### Records supplied

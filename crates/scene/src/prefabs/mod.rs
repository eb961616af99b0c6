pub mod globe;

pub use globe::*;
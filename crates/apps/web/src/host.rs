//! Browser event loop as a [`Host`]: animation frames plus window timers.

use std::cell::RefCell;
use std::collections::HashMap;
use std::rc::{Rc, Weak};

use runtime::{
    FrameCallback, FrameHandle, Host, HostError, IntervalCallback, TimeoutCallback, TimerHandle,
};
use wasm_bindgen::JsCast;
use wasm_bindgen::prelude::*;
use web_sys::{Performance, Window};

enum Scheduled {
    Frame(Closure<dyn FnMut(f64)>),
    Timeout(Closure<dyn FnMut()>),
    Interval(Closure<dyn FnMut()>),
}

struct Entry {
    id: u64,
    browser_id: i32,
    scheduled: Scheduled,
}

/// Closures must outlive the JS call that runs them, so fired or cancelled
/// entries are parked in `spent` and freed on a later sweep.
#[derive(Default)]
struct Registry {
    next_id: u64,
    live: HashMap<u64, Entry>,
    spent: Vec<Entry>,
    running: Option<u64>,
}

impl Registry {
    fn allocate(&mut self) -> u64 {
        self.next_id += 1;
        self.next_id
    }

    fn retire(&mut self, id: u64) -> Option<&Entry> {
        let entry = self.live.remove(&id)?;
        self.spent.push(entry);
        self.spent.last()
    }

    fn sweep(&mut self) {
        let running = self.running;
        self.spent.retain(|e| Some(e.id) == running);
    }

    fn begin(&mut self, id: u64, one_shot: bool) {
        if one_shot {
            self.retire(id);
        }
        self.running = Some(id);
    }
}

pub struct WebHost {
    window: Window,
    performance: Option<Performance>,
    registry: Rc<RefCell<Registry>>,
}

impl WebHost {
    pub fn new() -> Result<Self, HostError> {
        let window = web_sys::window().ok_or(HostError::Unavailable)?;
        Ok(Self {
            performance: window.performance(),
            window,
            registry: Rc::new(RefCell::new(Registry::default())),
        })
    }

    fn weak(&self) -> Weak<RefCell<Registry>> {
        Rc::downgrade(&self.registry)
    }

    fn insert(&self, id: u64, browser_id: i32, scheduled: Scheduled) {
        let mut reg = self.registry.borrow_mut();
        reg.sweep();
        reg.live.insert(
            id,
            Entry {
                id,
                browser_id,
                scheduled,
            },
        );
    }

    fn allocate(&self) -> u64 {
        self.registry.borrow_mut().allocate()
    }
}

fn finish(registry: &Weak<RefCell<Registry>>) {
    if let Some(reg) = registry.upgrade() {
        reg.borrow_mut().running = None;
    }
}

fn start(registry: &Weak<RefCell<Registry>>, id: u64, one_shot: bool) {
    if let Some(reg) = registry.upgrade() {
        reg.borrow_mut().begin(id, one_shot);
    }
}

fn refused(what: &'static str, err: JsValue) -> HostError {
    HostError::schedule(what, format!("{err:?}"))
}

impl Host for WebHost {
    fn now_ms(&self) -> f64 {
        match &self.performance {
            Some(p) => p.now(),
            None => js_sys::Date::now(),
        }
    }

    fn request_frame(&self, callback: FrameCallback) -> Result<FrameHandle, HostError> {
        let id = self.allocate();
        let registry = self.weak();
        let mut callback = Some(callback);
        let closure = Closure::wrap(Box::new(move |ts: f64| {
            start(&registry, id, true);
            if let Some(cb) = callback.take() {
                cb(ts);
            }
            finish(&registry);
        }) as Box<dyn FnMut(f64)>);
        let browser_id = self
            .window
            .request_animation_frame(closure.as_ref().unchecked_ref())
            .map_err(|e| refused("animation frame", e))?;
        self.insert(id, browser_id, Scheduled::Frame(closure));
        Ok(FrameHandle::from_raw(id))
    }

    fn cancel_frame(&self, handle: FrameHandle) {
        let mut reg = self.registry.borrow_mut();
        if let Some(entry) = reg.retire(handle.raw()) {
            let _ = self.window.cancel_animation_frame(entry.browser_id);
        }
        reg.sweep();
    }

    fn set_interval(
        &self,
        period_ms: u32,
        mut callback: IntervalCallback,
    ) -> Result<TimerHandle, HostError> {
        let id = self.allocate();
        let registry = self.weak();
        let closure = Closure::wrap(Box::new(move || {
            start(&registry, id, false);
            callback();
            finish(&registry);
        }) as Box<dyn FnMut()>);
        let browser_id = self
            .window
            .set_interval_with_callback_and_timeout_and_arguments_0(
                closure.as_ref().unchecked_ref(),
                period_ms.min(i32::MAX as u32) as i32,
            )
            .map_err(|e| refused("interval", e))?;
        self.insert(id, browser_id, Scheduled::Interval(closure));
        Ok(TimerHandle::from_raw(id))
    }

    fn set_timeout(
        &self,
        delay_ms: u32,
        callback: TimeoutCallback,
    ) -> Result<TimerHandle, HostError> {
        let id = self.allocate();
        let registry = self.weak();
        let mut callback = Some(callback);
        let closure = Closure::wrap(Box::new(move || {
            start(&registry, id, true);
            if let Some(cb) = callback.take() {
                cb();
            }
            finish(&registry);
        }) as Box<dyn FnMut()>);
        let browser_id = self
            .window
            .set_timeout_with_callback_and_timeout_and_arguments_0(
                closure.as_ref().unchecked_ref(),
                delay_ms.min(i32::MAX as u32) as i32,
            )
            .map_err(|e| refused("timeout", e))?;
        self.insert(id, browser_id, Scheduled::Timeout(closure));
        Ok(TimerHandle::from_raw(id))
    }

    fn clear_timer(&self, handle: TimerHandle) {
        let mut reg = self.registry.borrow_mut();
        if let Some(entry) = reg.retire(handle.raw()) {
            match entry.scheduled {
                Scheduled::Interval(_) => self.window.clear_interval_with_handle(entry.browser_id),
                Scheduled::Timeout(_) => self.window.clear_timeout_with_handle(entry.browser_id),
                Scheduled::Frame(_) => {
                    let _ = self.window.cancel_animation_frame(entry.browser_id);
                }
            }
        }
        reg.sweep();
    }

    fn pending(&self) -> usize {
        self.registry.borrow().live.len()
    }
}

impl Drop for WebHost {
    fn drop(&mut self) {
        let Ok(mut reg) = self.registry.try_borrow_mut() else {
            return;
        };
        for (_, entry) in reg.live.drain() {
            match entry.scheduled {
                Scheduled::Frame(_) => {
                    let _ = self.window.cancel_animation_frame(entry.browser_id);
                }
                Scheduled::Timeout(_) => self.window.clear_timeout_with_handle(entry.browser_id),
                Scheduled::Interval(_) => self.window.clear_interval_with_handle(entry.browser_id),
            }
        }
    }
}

######

Work required — Give back the whole listing exactly as it reads.

Answer —
filename crates/scene/src/prefabs/mod.rs
repository eb961616af99b0c6
pub mod globe;

pub use globe::*;
filename crates/apps/web/src/host.rs
//! Browser event loop as a [`Host`]: animation frames plus window timers.

use std::cell::RefCell;
use std::collections::HashMap;
use std::rc::{Rc, Weak};

use runtime::{
    FrameCallback, FrameHandle, Host, HostError, IntervalCallback, TimeoutCallback, TimerHandle,
};
use wasm_bindgen::JsCast;
use wasm_bindgen::prelude::*;
use web_sys::{Performance, Window};

enum Scheduled {
    Frame(Closure<dyn FnMut(f64)>),
    Timeout(Closure<dyn FnMut()>),
    Interval(Closure<dyn FnMut()>),
}

struct Entry {
    id: u64,
    browser_id: i32,
    scheduled: Scheduled,
}

/// Closures must outlive the JS call that runs them, so fired or cancelled
/// entries are parked in `spent` and freed on a later sweep.
#[derive(Default)]
struct Registry {
    next_id: u64,
    live: HashMap<u64, Entry>,
    spent: Vec<Entry>,
    running: Option<u64>,
}

impl Registry {
    fn allocate(&mut self) -> u64 {
        self.next_id += 1;
        self.next_id
    }

    fn retire(&mut self, id: u64) -> Option<&Entry> {
        let entry = self.live.remove(&id)?;
        self.spent.push(entry);
        self.spent.last()
    }

    fn sweep(&mut self) {
        let running = self.running;
        self.spent.retain(|e| Some(e.id) == running);
    }

    fn begin(&mut self, id: u64, one_shot: bool) {
        if one_shot {
            self.retire(id);
        }
        self.running = Some(id);
    }
}

pub struct WebHost {
    window: Window,
    performance: Option<Performance>,
    registry: Rc<RefCell<Registry>>,
}

impl WebHost {
    pub fn new() -> Result<Self, HostError> {
        let window = web_sys::window().ok_or(HostError::Unavailable)?;
        Ok(Self {
            performance: window.performance(),
            window,
            registry: Rc::new(RefCell::new(Registry::default())),
        })
    }

    fn weak(&self) -> Weak<RefCell<Registry>> {
        Rc::downgrade(&self.registry)
    }

    fn insert(&self, id: u64, browser_id: i32, scheduled: Scheduled) {
        let mut reg = self.registry.borrow_mut();
        reg.sweep();
        reg.live.insert(
            id,
            Entry {
                id,
                browser_id,
                scheduled,
            },
        );
    }

    fn allocate(&self) -> u64 {
        self.registry.borrow_mut().allocate()
    }
}

fn finish(registry: &Weak<RefCell<Registry>>) {
    if let Some(reg) = registry.upgrade() {
        reg.borrow_mut().running = None;
    }
}

fn start(registry: &Weak<RefCell<Registry>>, id: u64, one_shot: bool) {
    if let Some(reg) = registry.upgrade() {
        reg.borrow_mut().begin(id, one_shot);
    }
}

fn refused(what: &'static str, err: JsValue) -> HostError {
    HostError::schedule(what, format!("{err:?}"))
}

impl Host for WebHost {
    fn now_ms(&self) -> f64 {
        match &self.performance {
            Some(p) => p.now(),
            None => js_sys::Date::now(),
        }
    }

    fn request_frame(&self, callback: FrameCallback) -> Result<FrameHandle, HostError> {
        let id = self.allocate();
        let registry = self.weak();
        let mut callback = Some(callback);
        let closure = Closure::wrap(Box::new(move |ts: f64| {
            start(&registry, id, true);
            if let Some(cb) = callback.take() {
                cb(ts);
            }
            finish(&registry);
        }) as Box<dyn FnMut(f64)>);
        let browser_id = self
            .window
            .request_animation_frame(closure.as_ref().unchecked_ref())
            .map_err(|e| refused("animation frame", e))?;
        self.insert(id, browser_id, Scheduled::Frame(closure));
        Ok(FrameHandle::from_raw(id))
    }

    fn cancel_frame(&self, handle: FrameHandle) {
        let mut reg = self.registry.borrow_mut();
        if let Some(entry) = reg.retire(handle.raw()) {
            let _ = self.window.cancel_animation_frame(entry.browser_id);
        }
        reg.sweep();
    }

    fn set_interval(
        &self,
        period_ms: u32,
        mut callback: IntervalCallback,
    ) -> Result<TimerHandle, HostError> {
        let id = self.allocate();
        let registry = self.weak();
        let closure = Closure::wrap(Box::new(move || {
            start(&registry, id, false);
            callback();
            finish(&registry);
        }) as Box<dyn FnMut()>);
        let browser_id = self
            .window
            .set_interval_with_callback_and_timeout_and_arguments_0(
                closure.as_ref().unchecked_ref(),
                period_ms.min(i32::MAX as u32) as i32,
            )
            .map_err(|e| refused("interval", e))?;
        self.insert(id, browser_id, Scheduled::Interval(closure));
        Ok(TimerHandle::from_raw(id))
    }

    fn set_timeout(
        &self,
        delay_ms: u32,
        callback: TimeoutCallback,
    ) -> Result<TimerHandle, HostError> {
        let id = self.allocate();
        let registry = self.weak();
        let mut callback = Some(callback);
        let closure = Closure::wrap(Box::new(move || {
            start(&registry, id, true);
            if let Some(cb) = callback.take() {
                cb();
            }
            finish(&registry);
        }) as Box<dyn FnMut()>);
        let browser_id = self
            .window
            .set_timeout_with_callback_and_timeout_and_arguments_0(
                closure.as_ref().unchecked_ref(),
                delay_ms.min(i32::MAX as u32) as i32,
            )
            .map_err(|e| refused("timeout", e))?;
        self.insert(id, browser_id, Scheduled::Timeout(closure));
        Ok(TimerHandle::from_raw(id))
    }

    fn clear_timer(&self, handle: TimerHandle) {
        let mut reg = self.registry.borrow_mut();
        if let Some(entry) = reg.retire(handle.raw()) {
            match entry.scheduled {
                Scheduled::Interval(_) => self.window.clear_interval_with_handle(entry.browser_id),
                Scheduled::Timeout(_) => self.window.clear_timeout_with_handle(entry.browser_id),
                Scheduled::Frame(_) => {
                    let _ = self.window.cancel_animation_frame(entry.browser_id);
                }
            }
        }
        reg.sweep();
    }

    fn pending(&self) -> usize {
        self.registry.borrow().live.len()
    }
}

impl Drop for WebHost {
    fn drop(&mut self) {
        let Ok(mut reg) = self.registry.try_borrow_mut() else {
            return;
        };
        for (_, entry) in reg.live.drain() {
            match entry.scheduled {
                Scheduled::Frame(_) => {
                    let _ = self.window.cancel_animation_frame(entry.browser_id);
                }
                Scheduled::Timeout(_) => self.window.clear_timeout_with_handle(entry.browser_id),
                Scheduled::Interval(_) => self.window.clear_interval_with_handle(entry.browser_id),
            }
        }
    }
}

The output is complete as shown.